**Exercise:** Copy out each line of the material below that holds the string "enumerate".

**Records to process:**
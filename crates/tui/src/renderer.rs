use ratatui::buffer::Buffer;
use ratatui::layout::Rect;
use ratatui::style::Color;
use tunelane_protocol::{Point, Rect as CanvasRect, RenderCommand, TextAlign, ThemeToken};

fn theme_to_color(token: ThemeToken) -> Color {
    match token {
        ThemeToken::Background => Color::Black,
        ThemeToken::Surface => Color::Rgb(18, 18, 24),
        ThemeToken::Border => Color::DarkGray,
        ThemeToken::HeaderBackground => Color::Rgb(24, 24, 32),
        ThemeToken::ButtonIdle => Color::Rgb(40, 40, 52),
        ThemeToken::ButtonFocused => Color::Rgb(70, 110, 200),
        ThemeToken::CardIdle => Color::Rgb(36, 36, 48),
        ThemeToken::CardFocused => Color::Rgb(70, 110, 200),
        ThemeToken::CardActive => Color::Rgb(40, 90, 70),
        ThemeToken::MoreAffordance => Color::Rgb(60, 60, 80),
        ThemeToken::TextPrimary => Color::White,
        ThemeToken::TextSecondary => Color::Gray,
        ThemeToken::TextMuted => Color::DarkGray,
        ThemeToken::FocusRing => Color::LightYellow,
        ThemeToken::MiniPlayerBackground => Color::Rgb(28, 28, 40),
        ThemeToken::OverlayScrim => Color::Rgb(8, 8, 12),
        ThemeToken::OverlayPanel => Color::Rgb(30, 30, 44),
        ThemeToken::ControlIdle => Color::Rgb(46, 46, 62),
        ThemeToken::ControlFocused => Color::Rgb(70, 110, 200),
    }
}

/// Maps the fixed design canvas onto terminal cells.
#[derive(Debug, Clone, Copy)]
struct Scale {
    area: Rect,
    sx: f64,
    sy: f64,
}

impl Scale {
    fn new(area: Rect, canvas_width: f64, canvas_height: f64) -> Self {
        Self {
            area,
            sx: f64::from(area.width) / canvas_width.max(1.0),
            sy: f64::from(area.height) / canvas_height.max(1.0),
        }
    }

    fn col(&self, x: f64) -> i32 {
        i32::from(self.area.x) + (x * self.sx).floor() as i32
    }

    fn row(&self, y: f64) -> i32 {
        i32::from(self.area.y) + (y * self.sy).floor() as i32
    }

    /// Cell rectangle covering `rect`, at least one cell in each direction.
    fn cells(&self, rect: CanvasRect) -> CellRect {
        let x0 = self.col(rect.x);
        let y0 = self.row(rect.y);
        let x1 = self.col(rect.right()).max(x0 + 1);
        let y1 = self.row(rect.y + rect.h).max(y0 + 1);
        CellRect { x0, y0, x1, y1 }
    }
}

/// Half-open cell rectangle in signed coordinates so off-screen geometry
/// can be clipped instead of wrapping.
#[derive(Debug, Clone, Copy, PartialEq, Eq)]
struct CellRect {
    x0: i32,
    y0: i32,
    x1: i32,
    y1: i32,
}

impl CellRect {
    fn from_area(area: Rect) -> Self {
        Self {
            x0: i32::from(area.x),
            y0: i32::from(area.y),
            x1: i32::from(area.x) + i32::from(area.width),
            y1: i32::from(area.y) + i32::from(area.height),
        }
    }

    fn intersect(self, other: Self) -> Self {
        Self {
            x0: self.x0.max(other.x0),
            y0: self.y0.max(other.y0),
            x1: self.x1.min(other.x1),
            y1: self.y1.min(other.y1),
        }
    }

    fn contains(&self, x: i32, y: i32) -> bool {
        x >= self.x0 && x < self.x1 && y >= self.y0 && y < self.y1
    }
}

struct Painter<'a> {
    buf: &'a mut Buffer,
    scale: Scale,
    bounds: CellRect,
    clip: Option<CellRect>,
    translate: Vec<Point>,
}

impl Painter<'_> {
    fn offset(&self) -> Point {
        self.translate
            .iter()
            .fold(Point::new(0.0, 0.0), |acc, p| Point::new(acc.x + p.x, acc.y + p.y))
    }

    fn visible(&self) -> CellRect {
        match self.clip {
            Some(clip) => self.bounds.intersect(clip),
            None => self.bounds,
        }
    }

    fn put(&mut self, x: i32, y: i32, ch: char, fg: Option<Color>, bg: Option<Color>) {
        if !self.visible().contains(x, y) {
            return;
        }
        let (Ok(x), Ok(y)) = (u16::try_from(x), u16::try_from(y)) else {
            return;
        };
        let cell = &mut self.buf[(x, y)];
        cell.set_char(ch);
        if let Some(fg) = fg {
            cell.set_fg(fg);
        }
        if let Some(bg) = bg {
            cell.set_bg(bg);
        }
    }

    fn rect(&mut self, rect: CanvasRect, color: ThemeToken, border: Option<ThemeToken>) {
        let offset = self.offset();
        let moved = CanvasRect::new(rect.x + offset.x, rect.y + offset.y, rect.w, rect.h);
        let cells = self.scale.cells(moved);
        let bg = theme_to_color(color);
        let border = border.map(theme_to_color);
        for y in cells.y0..cells.y1 {
            for x in cells.x0..cells.x1 {
                let edge_x = x == cells.x0 || x == cells.x1 - 1;
                let edge_y = y == cells.y0 || y == cells.y1 - 1;
                let ch = match border {
                    Some(_) if edge_x && edge_y => '+',
                    Some(_) if edge_y => '-',
                    Some(_) if edge_x => '|',
                    _ => ' ',
                };
                self.put(x, y, ch, border, Some(bg));
            }
        }
    }

    fn text(&mut self, position: Point, text: &str, color: ThemeToken, align: TextAlign) {
        let offset = self.offset();
        let len = text.chars().count() as i32;
        let col = self.scale.col(position.x + offset.x);
        let start = match align {
            TextAlign::Left => col,
            TextAlign::Center => col - len / 2,
            TextAlign::Right => col - len,
        };
        // Text positions are baselines; the glyphs sit in the cell above.
        let row = self.scale.row(position.y + offset.y) - 1;
        let fg = theme_to_color(color);
        for (i, ch) in text.chars().enumerate() {
            self.put(start + i as i32, row, ch, Some(fg), None);
        }
    }

    fn apply(&mut self, command: &RenderCommand) {
        match command {
            RenderCommand::DrawRect {
                rect,
                color,
                border_color,
                label,
                ..
            } => {
                self.rect(*rect, *color, *border_color);
                if let Some(label) = label {
                    let center = Point::new(rect.x + rect.w / 2.0, rect.y + rect.h * 0.6);
                    self.text(center, label, ThemeToken::TextPrimary, TextAlign::Center);
                }
            }
            RenderCommand::DrawText {
                position,
                text,
                color,
                align,
                ..
            } => self.text(*position, text, *color, *align),
            RenderCommand::SetClip { rect } => {
                self.clip = Some(self.scale.cells(*rect));
            }
            RenderCommand::ClearClip => self.clip = None,
            RenderCommand::PushTransform { translate } => self.translate.push(*translate),
            RenderCommand::PopTransform => {
                self.translate.pop();
            }
            RenderCommand::BeginGroup { .. } | RenderCommand::EndGroup => {}
        }
    }
}

/// Paint `commands` (laid out on a `canvas_width`×`canvas_height` canvas)
/// into `area` of `buf`.
pub fn draw_commands(
    buf: &mut Buffer,
    area: Rect,
    commands: &[RenderCommand],
    canvas_width: f64,
    canvas_height: f64,
) {
    let mut painter = Painter {
        buf,
        scale: Scale::new(area, canvas_width, canvas_height),
        bounds: CellRect::from_area(area),
        clip: None,
        translate: Vec::new(),
    };
    for command in commands {
        painter.apply(command);
    }
}
use std::time::Duration;

use tunelane_core::{DesignTokens, LayoutReport, Session, StaticCatalog};
use tunelane_protocol::NavSignal;
use wasm_bindgen::prelude::*;

fn js_error(err: impl std::fmt::Display) -> JsError {
    JsError::new(&err.to_string())
}

/// A browsing session driven from the page: key names in, render commands out.
#[wasm_bindgen]
pub struct TvEngine {
    session: Session,
    layout: LayoutReport,
}

#[wasm_bindgen]
impl TvEngine {
    /// Build an engine from design tokens and a catalog, both JSON.
    /// Empty strings select the defaults and the demo catalog.
    #[wasm_bindgen(constructor)]
    pub fn new(tokens_json: &str, catalog_json: &str) -> Result<TvEngine, JsError> {
        let tokens: DesignTokens = if tokens_json.trim().is_empty() {
            DesignTokens::default()
        } else {
            serde_json::from_str(tokens_json).map_err(js_error)?
        };
        let catalog = if catalog_json.trim().is_empty() {
            StaticCatalog::demo()
        } else {
            StaticCatalog::from_json(catalog_json).map_err(js_error)?
        };
        Ok(Self {
            session: Session::new(Box::new(catalog), tokens),
            layout: LayoutReport::new(),
        })
    }

    /// Deliver a remote key by name (`"left"`, `"select"`, `"back"`, ...).
    /// Returns whether anything consumed it.
    pub fn handle(&mut self, signal: &str) -> Result<bool, JsError> {
        let signal = NavSignal::parse(signal)
            .ok_or_else(|| JsError::new(&format!("unknown signal: {signal}")))?;
        Ok(self.session.handle(signal))
    }

    pub fn stop(&mut self) {
        self.session.stop();
    }

    pub fn tick(&mut self, elapsed_ms: f64) {
        self.session.tick(Duration::from_secs_f64(elapsed_ms.max(0.0) / 1000.0));
    }

    pub fn report_container_width(&mut self, group: usize, width: f64) {
        self.layout.set_container_width(group, width);
        self.session.report_layout(&self.layout);
    }

    pub fn report_item_width(&mut self, group: usize, id: &str, width: f64) {
        self.layout.set_item_width(group, id, width);
        self.session.report_layout(&self.layout);
    }

    pub fn report_more_width(&mut self, group: usize, width: f64) {
        self.layout.set_more_width(group, width);
        self.session.report_layout(&self.layout);
    }

    /// Measurements belong to the drawn screen; call after navigating.
    pub fn clear_layout(&mut self) {
        self.layout = LayoutReport::new();
    }

    /// Render commands for the current frame, as JSON.
    pub fn render(&self) -> Result<String, JsError> {
        serde_json::to_string(&self.session.render()).map_err(js_error)
    }

    /// Route, focus and player state, as JSON.
    pub fn snapshot(&self) -> Result<String, JsError> {
        serde_json::to_string(&self.session.snapshot()).map_err(js_error)
    }
}
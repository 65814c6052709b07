use tunelane_protocol::{Point, Rect, RenderCommand, TextAlign, ThemeToken};

use crate::button_row::ButtonRow;

#[derive(Debug, Clone)]
pub struct RowFrame {
    pub id: String,
    pub x: f64,
    pub y: f64,
    pub button_width: f64,
    pub button_height: f64,
    pub gap: f64,
    pub focused: bool,
}

pub fn render_button_row<A: Copy>(frame: &RowFrame, row: &ButtonRow<A>) -> Vec<RenderCommand> {
    let mut commands = Vec::with_capacity(row.len() * 2 + 2);
    commands.push(RenderCommand::BeginGroup {
        id: frame.id.clone(),
        label: None,
        focused: frame.focused,
    });

    for (i, (_, label)) in row.actions().enumerate() {
        let focused = frame.focused && i == row.focused_index();
        let x = frame.x + i as f64 * (frame.button_width + frame.gap);
        let rect = Rect::new(x, frame.y, frame.button_width, frame.button_height);
        commands.push(RenderCommand::DrawRect {
            rect,
            color: if focused {
                ThemeToken::ButtonFocused
            } else {
                ThemeToken::ButtonIdle
            },
            border_color: focused.then_some(ThemeToken::FocusRing),
            label: None,
            item_id: None,
        });
        commands.push(RenderCommand::DrawText {
            position: Point::new(
                x + frame.button_width / 2.0,
                frame.y + frame.button_height * 0.6,
            ),
            text: label.to_owned(),
            color: ThemeToken::TextPrimary,
            font_size: 24.0,
            align: TextAlign::Center,
        });
    }

    commands.push(RenderCommand::EndGroup);
    commands
}

#[cfg(test)]
mod tests {
    use super::*;

    #[test]
    fn buttons_are_laid_out_left_to_right() {
        let row = ButtonRow::new(vec![(0u8, "A".to_owned()), (1u8, "B".to_owned())]);
        let frame = RowFrame {
            id: "header".into(),
            x: 100.0,
            y: 40.0,
            button_width: 200.0,
            button_height: 64.0,
            gap: 24.0,
            focused: true,
        };
        let rects: Vec<(Rect, ThemeToken)> = render_button_row(&frame, &row)
            .into_iter()
            .filter_map(|c| match c {
                RenderCommand::DrawRect { rect, color, .. } => Some((rect, color)),
                _ => None,
            })
            .collect();
        assert_eq!(rects.len(), 2);
        assert_eq!(rects[0].0, Rect::new(100.0, 40.0, 200.0, 64.0));
        assert_eq!(rects[0].1, ThemeToken::ButtonFocused);
        assert_eq!(rects[1].0, Rect::new(324.0, 40.0, 200.0, 64.0));
        assert_eq!(rects[1].1, ThemeToken::ButtonIdle);
    }
}
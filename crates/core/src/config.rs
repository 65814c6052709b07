use std::path::Path;
use std::time::Duration;

use serde::{Deserialize, Serialize};
use thiserror::Error;
use tunelane_protocol::Viewport;

#[derive(Debug, Error)]
pub enum ConfigError {
    #[error("reading {path}: {source}")]
    Io {
        path: String,
        #[source]
        source: std::io::Error,
    },
    #[error("invalid design tokens: {0}")]
    Toml(#[from] toml::de::Error),
}

/// Layout and timing inputs normally read from the style-token source.
///
/// Every field falls back to its documented default when absent, so a
/// partial token file (or none at all) is valid.
#[derive(Debug, Clone, PartialEq, Serialize, Deserialize)]
#[serde(default)]
pub struct DesignTokens {
    pub canvas_width: f64,
    pub canvas_height: f64,
    /// Left/right padding of every lane viewport.
    pub side_padding: f64,
    pub card_width: f64,
    pub card_height: f64,
    /// Gap between cards in fixed-width lanes.
    pub fixed_gap: f64,
    /// Gap between chips in variable-width lanes.
    pub variable_gap: f64,
    /// A variable lane grows a "More" entry once its content is wider than
    /// `overflow_ratio` viewports.
    pub overflow_ratio: f64,
    pub scroll_duration_ms: u64,
    /// Delay between opening the player and moving focus into it.
    pub overlay_entry_ms: u64,
    pub overlay_exit_ms: u64,
}

impl Default for DesignTokens {
    fn default() -> Self {
        Self {
            canvas_width: 1920.0,
            canvas_height: 1080.0,
            side_padding: 100.0,
            card_width: 300.0,
            card_height: 300.0,
            fixed_gap: 24.0,
            variable_gap: 32.0,
            overflow_ratio: 2.5,
            scroll_duration_ms: 250,
            overlay_entry_ms: 300,
            overlay_exit_ms: 200,
        }
    }
}

impl DesignTokens {
    pub fn from_toml_str(source: &str) -> Result<Self, ConfigError> {
        Ok(toml::from_str(source)?)
    }

    /// Load tokens from a TOML file.
    pub fn load(path: &Path) -> Result<Self, ConfigError> {
        let source = std::fs::read_to_string(path).map_err(|source| ConfigError::Io {
            path: path.display().to_string(),
            source,
        })?;
        let tokens = Self::from_toml_str(&source)?;
        tracing::info!(path = %path.display(), "loaded design tokens");
        Ok(tokens)
    }

    /// Viewport of a full-width lane before the container is measured.
    pub fn lane_viewport(&self) -> Viewport {
        Viewport::unmeasured(self.side_padding)
    }

    pub fn scroll_duration(&self) -> Duration {
        Duration::from_millis(self.scroll_duration_ms)
    }

    pub fn overlay_entry(&self) -> Duration {
        Duration::from_millis(self.overlay_entry_ms)
    }

    pub fn overlay_exit(&self) -> Duration {
        Duration::from_millis(self.overlay_exit_ms)
    }
}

**Result of this exercise:**
        for (i, ch) in text.chars().enumerate() {
    for (i, (_, label)) in row.actions().enumerate() {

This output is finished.